The form of Okot's poetry is clearly derived from Acoli oral songs, which in many cases are inseparable from the dances during which they are performed. Viewed from this perspective, Song of Lawino falls into three overlapping parts. The satirical criticism in the first nine sections is directly related to the Orak dance songs that Okot classified in his B.Lit. thesis as songs of "poetic justice." In Section Eleven, the mode is that of the political and topical songs that accompany the Bwola, Otole, and Apiti dances. The composer-singers of these songs do not wear the satirical masks of the Orak composer-singers, for their criticisms are collectively expressed by the participants in the dances; therefore, the lead singer cannot be held responsible for criticisms embedded in collectively performed songs. Sections Twelve and Thirteen are characterized by a mixture of modes, but the dominant one is that of lament. Lawino's attempt to dissuade Ocol has failed, and he has therefore died a cultural death. Their marriage has also ended, and her lament echoes the form and themes of an Acoli dirge.

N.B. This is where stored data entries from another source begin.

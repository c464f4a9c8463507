//! Route patterns, path matching, and relative path resolution.
//!
//! Patterns are slash-separated. A segment is either static text, a
//! `:name` parameter capturing exactly one path segment, or `*` in the last
//! position which captures zero or more trailing segments. A `*` anywhere
//! else is treated as literal text.

use std::cmp::Ordering;
use std::collections::BTreeMap;
use std::fmt;

/// Marker used for absolute paths inside relative sub-calls.
const ABSOLUTE_MARKER: &str = "@/";

/// Parameter name under which the wildcard tail is captured.
pub const WILDCARD_PARAM: &str = "*";

/// One segment of a parsed route pattern.
#[derive(Debug, Clone, PartialEq, Eq, Hash)]
enum PatternSegment {
    Static(String),
    Param(String),
}

/// A parsed route pattern.
///
/// # Examples
///
/// ```
/// use switchboard::router::domain::RoutePattern;
///
/// let pattern = RoutePattern::parse("/users/:id/*");
/// let matched = pattern.matches("/users/42/posts/7").expect("pattern matches");
/// assert_eq!(matched.param("id"), Some("42"));
/// assert_eq!(matched.param("*"), Some("posts/7"));
/// ```
#[derive(Debug, Clone, PartialEq, Eq, Hash)]
pub struct RoutePattern {
    raw: String,
    segments: Vec<PatternSegment>,
    wildcard_tail: bool,
}

impl RoutePattern {
    /// Parses a route pattern. Parsing never fails; malformed segments are
    /// kept as static text.
    #[must_use]
    pub fn parse(pattern: &str) -> Self {
        let parts = split_path(pattern);
        let last_index = parts.len().saturating_sub(1);
        let mut segments = Vec::with_capacity(parts.len());
        let mut wildcard_tail = false;

        for (index, part) in parts.iter().enumerate() {
            if *part == WILDCARD_PARAM && index == last_index {
                wildcard_tail = true;
                continue;
            }
            match part.strip_prefix(':') {
                Some(name) if !name.is_empty() => {
                    segments.push(PatternSegment::Param(name.to_owned()));
                }
                _ => segments.push(PatternSegment::Static((*part).to_owned())),
            }
        }

        let raw = render(&segments, wildcard_tail);
        Self {
            raw,
            segments,
            wildcard_tail,
        }
    }

    /// Returns the normalized pattern text.
    #[must_use]
    pub fn as_str(&self) -> &str {
        &self.raw
    }

    /// Returns `true` when the pattern ends in a wildcard tail.
    #[must_use]
    pub const fn has_wildcard(&self) -> bool {
        self.wildcard_tail
    }

    /// Returns `true` when the pattern declares at least one parameter.
    #[must_use]
    pub fn has_params(&self) -> bool {
        self.segments
            .iter()
            .any(|segment| matches!(segment, PatternSegment::Param(_)))
    }

    /// Returns a copy of this pattern mounted beneath `prefix`.
    #[must_use]
    pub fn with_prefix(&self, prefix: &str) -> Self {
        let mut combined = Self::parse(prefix);
        if combined.wildcard_tail {
            // A wildcard prefix cannot be extended; mount beneath it literally.
            combined
                .segments
                .push(PatternSegment::Static(WILDCARD_PARAM.to_owned()));
            combined.wildcard_tail = false;
        }
        combined.segments.extend(self.segments.iter().cloned());
        combined.wildcard_tail = self.wildcard_tail;
        combined.raw = render(&combined.segments, combined.wildcard_tail);
        combined
    }

    /// Matches a concrete path against this pattern.
    ///
    /// Returns `None` when the path does not match.
    #[must_use]
    pub fn matches(&self, path: &str) -> Option<RouteMatch> {
        let parts = split_path(path);
        if parts.len() < self.segments.len() {
            return None;
        }
        if !self.wildcard_tail && parts.len() != self.segments.len() {
            return None;
        }

        let mut params = BTreeMap::new();
        let mut ranks = Vec::with_capacity(parts.len().saturating_add(1));
        for (segment, part) in self.segments.iter().zip(parts.iter()) {
            match segment {
                PatternSegment::Static(text) => {
                    if text != part {
                        return None;
                    }
                    ranks.push(SegmentRank::Static);
                }
                PatternSegment::Param(name) => {
                    params.insert(name.clone(), (*part).to_owned());
                    ranks.push(SegmentRank::Param);
                }
            }
        }

        if self.wildcard_tail {
            let tail: Vec<&str> = parts.iter().skip(self.segments.len()).copied().collect();
            ranks.extend(tail.iter().map(|_| SegmentRank::Wildcard));
            ranks.push(SegmentRank::OpenEnd);
            params.insert(WILDCARD_PARAM.to_owned(), tail.join("/"));
        } else {
            ranks.push(SegmentRank::ExactEnd);
        }

        Some(RouteMatch {
            params,
            specificity: Specificity(ranks),
        })
    }
}

impl fmt::Display for RoutePattern {
    fn fmt(&self, f: &mut fmt::Formatter<'_>) -> fmt::Result {
        f.write_str(&self.raw)
    }
}

/// Rank of one matched segment; higher is more specific.
#[derive(Debug, Clone, Copy, PartialEq, Eq, PartialOrd, Ord, Hash)]
enum SegmentRank {
    OpenEnd,
    Wildcard,
    ExactEnd,
    Param,
    Static,
}

/// Ordering key for competing matches of the same path.
///
/// Compared segment by segment: static beats parameter beats wildcard, and an
/// exact end beats an open wildcard tail.
#[derive(Debug, Clone, PartialEq, Eq, Hash)]
pub struct Specificity(Vec<SegmentRank>);

impl PartialOrd for Specificity {
    fn partial_cmp(&self, other: &Self) -> Option<Ordering> {
        Some(self.cmp(other))
    }
}

impl Ord for Specificity {
    fn cmp(&self, other: &Self) -> Ordering {
        self.0.cmp(&other.0)
    }
}

/// Result of a successful pattern match.
#[derive(Debug, Clone, PartialEq, Eq)]
pub struct RouteMatch {
    params: BTreeMap<String, String>,
    specificity: Specificity,
}

impl RouteMatch {
    /// Returns a captured parameter value.
    #[must_use]
    pub fn param(&self, name: &str) -> Option<&str> {
        self.params.get(name).map(String::as_str)
    }

    /// Returns all captured parameters.
    #[must_use]
    pub const fn params(&self) -> &BTreeMap<String, String> {
        &self.params
    }

    /// Consumes the match and returns its captured parameters.
    #[must_use]
    pub fn into_params(self) -> BTreeMap<String, String> {
        self.params
    }

    /// Returns the specificity of the match.
    #[must_use]
    pub const fn specificity(&self) -> &Specificity {
        &self.specificity
    }
}

/// Splits a path into its non-empty segments.
#[must_use]
pub fn split_path(path: &str) -> Vec<&str> {
    path.split('/').filter(|part| !part.is_empty()).collect()
}

/// Normalizes a path to a leading slash without a trailing slash.
///
/// # Examples
///
/// ```
/// use switchboard::router::domain::normalize_path;
///
/// assert_eq!(normalize_path("a//b/"), "/a/b");
/// assert_eq!(normalize_path(""), "/");
/// ```
#[must_use]
pub fn normalize_path(path: &str) -> String {
    format!("/{}", split_path(path).join("/"))
}

/// Joins a mount prefix and a path.
#[must_use]
pub fn join_paths(prefix: &str, path: &str) -> String {
    normalize_path(&format!("{prefix}/{path}"))
}

/// Resolves a sub-call target against the caller's current path.
///
/// `/x` and `@/x` are absolute; anything else is relative to `current`.
/// `.` and `..` segments are collapsed, and `..` never climbs above the
/// root.
///
/// # Examples
///
/// ```
/// use switchboard::router::domain::resolve_path;
///
/// assert_eq!(resolve_path("/research", "summarize"), "/research/summarize");
/// assert_eq!(resolve_path("/research/deep", "../plan"), "/research/plan");
/// assert_eq!(resolve_path("/research", "@/brain"), "/brain");
/// ```
#[must_use]
pub fn resolve_path(current: &str, target: &str) -> String {
    let combined = if let Some(absolute) = target.strip_prefix(ABSOLUTE_MARKER) {
        absolute.to_owned()
    } else if target.starts_with('/') {
        target.to_owned()
    } else {
        format!("{current}/{target}")
    };

    let mut resolved: Vec<&str> = Vec::new();
    for part in split_path(&combined) {
        match part {
            "." => {}
            ".." => {
                resolved.pop();
            }
            other => resolved.push(other),
        }
    }
    format!("/{}", resolved.join("/"))
}

fn render(segments: &[PatternSegment], wildcard_tail: bool) -> String {
    let mut parts: Vec<String> = segments
        .iter()
        .map(|segment| match segment {
            PatternSegment::Static(text) => text.clone(),
            PatternSegment::Param(name) => format!(":{name}"),
        })
        .collect();
    if wildcard_tail {
        parts.push(WILDCARD_PARAM.to_owned());
    }
    format!("/{}", parts.join("/"))
}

Okot's poetic style is essentially vocal rather than visual; in fact, it is less concerned with the formal pattern on the written page than with breath. The mixture of humor, satire, and lament in Song of Lawino reflect Acoli oral poetic forms, which are interwoven with proverbs, similes, metaphors, symbols, and other figures of speech to constitute a powerful personal commentary on the social, political, religious, and economic situation in post-independence Uganda and by extension, in the entire Third World.